Design and Engineering

Design and Engineering

Good The SX4 sedan was significantly updated in early 2010, three years after launching in Australia. More than the typical cosmetic only mid life facelift, the SX4 received a new more powerful 2.0L engine, new transmissions and an update in safety equipment. Cosmetically, a boot-lid spoiler and larger 17-inch alloys (helping to fill out the wheel arches) improve the SX4’s looks.
Not so good Practicality must have won out over pretty looks in the design stage of the SX4 sedan. The People Mover like windscreen pillars, a high roofline and the large ‘boxy’ boot doesn’t gel quite together in most of our reviewer’s eyes (we universally prefer the SX4 hatch design).
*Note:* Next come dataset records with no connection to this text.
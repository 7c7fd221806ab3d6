//! Request and response types shared by the handlers

pub mod error;
pub mod json;

pub use error::{ApiError, ApiErrorResponse};
pub use json::Json;

use serde::Serialize;

/// Success envelope: `{status:"success", ...fields}`
#[derive(Debug, Clone, Serialize)]
pub struct Success<T> {
    pub status: &'static str,
    #[serde(flatten)]
    pub data: T,
}

impl<T> Success<T> {
    pub fn new(data: T) -> Self {
        Self {
            status: "success",
            data,
        }
    }
}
However, we should make mention that the sedan boot has almost twice as much cargo capacity as the hatch.
Interior and Styling

Interior and Styling

Good Quality fit AND finish. All the buttons on the dash are logically arranged and the leather clad steering wheel is a nice three spoke design. Standard luxuries include keyless start, digital climate control and a decent 9-speaker sound system. The front seats are comfortable; second row headroom is excellent and legroom is adequate for a small family car. Huge 515 litre boot will swallow a couple of golf bags 207 or bottles of 2L Coca Cola.
Not so good The thick front windscreen pillars reduce side visibility at a T-intersection. The SXR has a sombre, dark interior (however charcoal highlights on the seats and lashings of silver look plastic on the dash do help a little to brighten things up).
Performance

Performance

Good Quicker than before thanks to the new 2.0L four cylinder engine, which adds variable valve timing to increase power from 107 to 112kW & torque rises from 184 to 190Nm (over the pre facelift update). The engine is also quieter than before thanks to improvements in vibration and harshness suppression.
Not so good The SX4 still gets a little noisy at high revs but is a definite improvement over the pre 2010 model. Whilst a number of competitors are introducing smaller displacement turbocharged or supercharged engines (for even greater fuel economy gains) and diesel’s as well, Suzuki’s soldiers on with this larger displacement naturally aspirated unit.
Ride and Handling

Ride and Handling

Good Minimal body roll – for a sedate small family sedan; the light steering may not get an enthusiasts heart racing but for the intended market it suits the SX4 fine.
Not so good Ride and handling is on par for a small family sedan, however whilst the SX4 hatch is also available in four wheel drive, the sedan only comes in front wheel drive. However for the intended market (the SX4 sedan is less likely to travel to the snow than the SX4 AWD crossover) this is not a reason to look elsewhere.
Buying and Owning

Buying and Owning

Good Ticks the safety box with standard Anti-lock brakes, Electronic Brake Distribution, Electronic Stability Control and six airbags as standard. With the demise of the previous entry level grade the SX4 sedan now comes standard with impressively high levels of equipment. A CVT transmission replaced the previous 4 speed auto bringing a 16% reduction in fuel consumption (now 7.6L per 100kms); the 6-speed manual also dropped a respectable 10% in fuel consumption (now 7.3L per 100kms) over the outgoing 5-speed manual gearbox.
Not so good With the higher spec S sedan being the sole choice, the asking price for the sedan has crept upwards.